Bis zu drei Wochen dauert “die große Mauser”. In dieser Zeit wird der sonst selbstbewusste Erpel eher schüchtern: “Er zieht sich ins Schilf zurück, statt stolz umherzuwatscheln. Dort wartet er ab, bis ihm in ein paar Wochen die neuen Federn nachgewachsen sind und er sich wieder in ganzer Pracht zeigen kann”, so Eva Goris. Während der Mauserzeit sind Vögel nahezu flugunfähig. Das bedeutet, dass sie keine Möglichkeit haben zu flüchten, wenn Gefahr droht.

Doch warum gehen Vögeln die Federn überhaupt aus? Federn bestehen – wie Haare und Fingernägel – aus Keratin, das mit der Zeit brüchig wird. Vor allem die Schwingen und Schwanzfedern der Enten müssen erneuert werden. “Bis Oktober wird es in etwa dauern, bis das farbenprächtige Kleid des Erpels wieder vollständig nachgewachsen ist.
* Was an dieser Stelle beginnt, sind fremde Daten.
//! Broadcast pause gate shared by every polling loop
//!
//! Closed while any supervised link is down, open once every link has
//! recovered. Loops wait on the gate before each unit of work.

use crate::runtime::supervisor::LinkObserver;
use parking_lot::Mutex;
use std::collections::HashSet;
use std::sync::Arc;
use tokio::sync::watch;
use tokio_util::sync::CancellationToken;
use tracing::{debug, info};

#[derive(Debug)]
pub struct PauseGate {
    open: watch::Sender<bool>,
    down: Mutex<HashSet<String>>,
}

impl PauseGate {
    /// All listed links start down, so the gate starts closed
    pub fn new<I, S>(links: I) -> Arc<Self>
    where
        I: IntoIterator<Item = S>,
        S: Into<String>,
    {
        let down: HashSet<String> = links.into_iter().map(Into::into).collect();
        let (open, _) = watch::channel(down.is_empty());
        Arc::new(Self {
            open,
            down: Mutex::new(down),
        })
    }

    pub fn is_open(&self) -> bool {
        *self.open.borrow()
    }

    pub fn watch(&self) -> watch::Receiver<bool> {
        self.open.subscribe()
    }

    /// Close the gate until `link` recovers
    pub fn pause(&self, link: &str) {
        let mut down = self.down.lock();
        down.insert(link.to_string());
        if self.open.send_replace(false) {
            info!("Polling paused: link {} down", link);
        }
    }

    /// Mark `link` up; opens the gate when no link is left down
    pub fn resume(&self, link: &str) {
        let mut down = self.down.lock();
        down.remove(link);
        if down.is_empty() {
            if !self.open.send_replace(true) {
                info!("Polling resumed: all links recovered");
            }
        } else {
            debug!("Link {} up, still waiting for {:?}", link, down);
        }
    }

    /// Wait until the gate is open; `false` when cancelled first
    pub async fn wait_open(&self, cancel: &CancellationToken) -> bool {
        let mut rx = self.open.subscribe();
        tokio::select! {
            () = cancel.cancelled() => false,
            res = rx.wait_for(|open| *open) => res.is_ok(),
        }
    }
}

impl LinkObserver for PauseGate {
    fn on_recovered(&self, link: &str) {
        self.resume(link);
    }

    fn on_disconnected(&self, link: &str) {
        self.pause(link);
    }
}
Natürlich kommen auch weibliche Enten in die Mauser; allerdings einige Wochen später als die Erpel, denn dann ist die Aufzucht der Küken beendet”, erläutert Goris.
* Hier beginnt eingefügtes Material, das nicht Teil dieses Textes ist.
//! Test utilities for bridgesrv
//!
//! Scripted device link, recording publisher and helpers shared by the unit
//! and integration tests. Nothing here touches the network.

use crate::core::link::DeviceLink;
use crate::core::publisher::TelemetryPublisher;
use crate::core::types::{Value, VariableKind};
use crate::error::{LinkError, PublishError};
use crate::runtime::supervisor::{LinkObserver, SupervisorPolicy};
use async_trait::async_trait;
use parking_lot::Mutex;
use std::collections::{HashMap, HashSet, VecDeque};
use std::sync::Arc;
use std::time::Duration;
use tokio::sync::watch;

// ==================== Scripted device link ====================

#[derive(Debug, Default)]
struct Script {
    connect_results: VecDeque<Result<(), LinkError>>,
    values: HashMap<String, Value>,
    queued: HashMap<String, VecDeque<Value>>,
    failing: HashSet<String>,
    fail_all: bool,
    read_delay: Option<Duration>,
    connects: usize,
    disconnects: usize,
    reads: HashMap<String, usize>,
    writes: Vec<(String, Value)>,
}

/// Handle for steering a [`ScriptedLink`] after it was boxed
#[derive(Debug, Clone, Default)]
pub struct LinkScript {
    inner: Arc<Mutex<Script>>,
}

impl LinkScript {
    /// Result of the next connect; connects succeed once the queue is empty
    pub fn push_connect(&self, result: Result<(), LinkError>) {
        self.inner.lock().connect_results.push_back(result);
    }

    /// Value returned for `address` whenever nothing is queued
    pub fn set_value(&self, address: &str, value: Value) {
        self.inner.lock().values.insert(address.to_string(), value);
    }

    /// Values returned once each, before the sticky value
    pub fn queue_values(&self, address: &str, values: Vec<Value>) {
        self.inner
            .lock()
            .queued
            .entry(address.to_string())
            .or_default()
            .extend(values);
    }

    pub fn fail_address(&self, address: &str, fail: bool) {
        let mut script = self.inner.lock();
        if fail {
            script.failing.insert(address.to_string());
        } else {
            script.failing.remove(address);
        }
    }

    /// Device unreachable: every connect and read fails
    pub fn fail_all(&self, fail: bool) {
        self.inner.lock().fail_all = fail;
    }

    pub fn set_read_delay(&self, delay: Duration) {
        self.inner.lock().read_delay = Some(delay);
    }

    pub fn connects(&self) -> usize {
        self.inner.lock().connects
    }

    pub fn disconnects(&self) -> usize {
        self.inner.lock().disconnects
    }

    pub fn reads(&self, address: &str) -> usize {
        self.inner.lock().reads.get(address).copied().unwrap_or(0)
    }

    pub fn writes(&self) -> Vec<(String, Value)> {
        self.inner.lock().writes.clone()
    }
}

/// `DeviceLink` answering from a script
#[derive(Debug, Default)]
pub struct ScriptedLink {
    script: LinkScript,
    connected: bool,
}

impl ScriptedLink {
    pub fn new() -> Self {
        Self::default()
    }

    pub fn script(&self) -> LinkScript {
        self.script.clone()
    }
}

#[async_trait]
impl DeviceLink for ScriptedLink {
    fn endpoint(&self) -> String {
        "scripted".to_string()
    }

    async fn connect(&mut self) -> Result<(), LinkError> {
        let result = {
            let mut script = self.script.inner.lock();
            script.connects += 1;
            if script.fail_all {
                Err(LinkError::Connect {
                    endpoint: "scripted".to_string(),
                    reason: "unreachable".to_string(),
                })
            } else {
                script.connect_results.pop_front().unwrap_or(Ok(()))
            }
        };
        self.connected = result.is_ok();
        result
    }

    async fn disconnect(&mut self) -> Result<(), LinkError> {
        self.script.inner.lock().disconnects += 1;
        self.connected = false;
        Ok(())
    }

    async fn read(
        &mut self,
        address: &str,
        kind: VariableKind,
        _count: u16,
    ) -> Result<Value, LinkError> {
        let delay = self.script.inner.lock().read_delay;
        if let Some(delay) = delay {
            tokio::time::sleep(delay).await;
        }

        let mut script = self.script.inner.lock();
        *script.reads.entry(address.to_string()).or_default() += 1;
        if !self.connected {
            return Err(LinkError::NotConnected);
        }
        if script.fail_all || script.failing.contains(address) {
            return Err(LinkError::read(address, "scripted failure"));
        }
        if let Some(value) = script.queued.get_mut(address).and_then(VecDeque::pop_front) {
            return Ok(value);
        }
        script
            .values
            .get(address)
            .cloned()
            .ok_or_else(|| LinkError::read(address, format!("no {} value scripted", kind.as_str())))
    }

    async fn write(
        &mut self,
        address: &str,
        value: &Value,
        _kind: VariableKind,
    ) -> Result<(), LinkError> {
        let mut script = self.script.inner.lock();
        if !self.connected {
            return Err(LinkError::NotConnected);
        }
        if script.fail_all || script.failing.contains(address) {
            return Err(LinkError::write(address, "scripted failure"));
        }
        script.writes.push((address.to_string(), value.clone()));
        script.values.insert(address.to_string(), value.clone());
        Ok(())
    }
}

/// Short timings so paused-clock tests run many cycles quickly
pub fn fast_policy() -> SupervisorPolicy {
    SupervisorPolicy {
        backoff: Duration::from_millis(100),
        confirm_interval: Duration::from_millis(10),
        monitor_interval: Duration::from_millis(50),
        debounce: 5,
        io_timeout: Duration::from_millis(500),
    }
}

// ==================== Observers and publishers ====================

/// Records link episode edges in order
#[derive(Debug, Default)]
pub struct EventLog {
    events: Mutex<Vec<&'static str>>,
}

impl EventLog {
    pub fn new() -> Arc<Self> {
        Arc::new(Self::default())
    }

    pub fn recovered(&self) -> usize {
        self.count("recovered")
    }

    pub fn disconnected(&self) -> usize {
        self.count("disconnected")
    }

    pub fn sequence(&self) -> Vec<&'static str> {
        self.events.lock().clone()
    }

    fn count(&self, event: &str) -> usize {
        self.events.lock().iter().filter(|e| **e == event).count()
    }
}

impl LinkObserver for EventLog {
    fn on_recovered(&self, _link: &str) {
        self.events.lock().push("recovered");
    }

    fn on_disconnected(&self, _link: &str) {
        self.events.lock().push("disconnected");
    }
}

#[derive(Debug, Default)]
struct Recorded {
    published: Vec<(String, Value)>,
    routed: Vec<(String, String)>,
    raw: Vec<(String, String)>,
    fail_publishes: bool,
    raw_budget: Option<usize>,
}

/// `TelemetryPublisher` keeping everything it was handed
#[derive(Debug)]
pub struct RecordingPublisher {
    connected: watch::Sender<bool>,
    recorded: Mutex<Recorded>,
}

impl RecordingPublisher {
    pub fn new(connected: bool) -> Arc<Self> {
        let (tx, _) = watch::channel(connected);
        Arc::new(Self {
            connected: tx,
            recorded: Mutex::new(Recorded::default()),
        })
    }

    pub fn set_connected(&self, connected: bool) {
        self.connected.send_replace(connected);
    }

    pub fn published(&self) -> Vec<(String, Value)> {
        self.recorded.lock().published.clone()
    }

    /// `(topic, metric)` of every accepted publish
    pub fn routed(&self) -> Vec<(String, String)> {
        self.recorded.lock().routed.clone()
    }

    pub fn raw(&self) -> Vec<(String, String)> {
        self.recorded.lock().raw.clone()
    }

    /// Make every `publish` fail while set
    pub fn fail_publishes(&self, fail: bool) {
        self.recorded.lock().fail_publishes = fail;
    }

    /// Accept `count` more raw publishes, then fail; `usize::MAX` lifts the limit
    pub fn fail_raw_after(&self, count: usize) {
        self.recorded.lock().raw_budget = (count != usize::MAX).then_some(count);
    }
}

#[async_trait]
impl TelemetryPublisher for RecordingPublisher {
    async fn publish_to(
        &self,
        topic: &str,
        name: &str,
        value: &Value,
    ) -> Result<(), PublishError> {
        if !*self.connected.borrow() {
            return Err(PublishError::Disconnected);
        }
        let mut recorded = self.recorded.lock();
        if recorded.fail_publishes {
            return Err(PublishError::Rejected("scripted failure".to_string()));
        }
        recorded.published.push((name.to_string(), value.clone()));
        recorded.routed.push((topic.to_string(), name.to_string()));
        Ok(())
    }

    async fn publish_raw(&self, name: &str, payload: &str) -> Result<(), PublishError> {
        if !*self.connected.borrow() {
            return Err(PublishError::Disconnected);
        }
        let mut recorded = self.recorded.lock();
        match recorded.raw_budget {
            Some(0) => return Err(PublishError::Rejected("budget exhausted".to_string())),
            Some(ref mut left) => *left -= 1,
            None => {},
        }
        recorded.raw.push((name.to_string(), payload.to_string()));
        Ok(())
    }

    fn connection(&self) -> watch::Receiver<bool> {
        self.connected.subscribe()
    }
}

// ==================== Helpers ====================

/// Poll `condition` every 5 ms until it holds
///
/// Gives up after 30 s of wall time so a paused clock still makes progress
/// on blocking file I/O. Panics on timeout.
pub async fn wait_for(condition: impl Fn() -> bool) {
    let deadline = std::time::Instant::now() + Duration::from_secs(30);
    while !condition() {
        assert!(
            std::time::Instant::now() < deadline,
            "condition not reached in time"
        );
        tokio::time::sleep(Duration::from_millis(5)).await;
    }
}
Spaziergänger sollten Vögel zur Zeit der Mauser möglichst nicht aufschrecken. “Hunde müssen unbedingt angeleint werden, um die flugunfähigen Enten nicht in Stress zu versetzen”, rät Eva Goris. Wassersportler wie Kanu- oder Ruderbootfahrer sollten dichtes Schilf meiden.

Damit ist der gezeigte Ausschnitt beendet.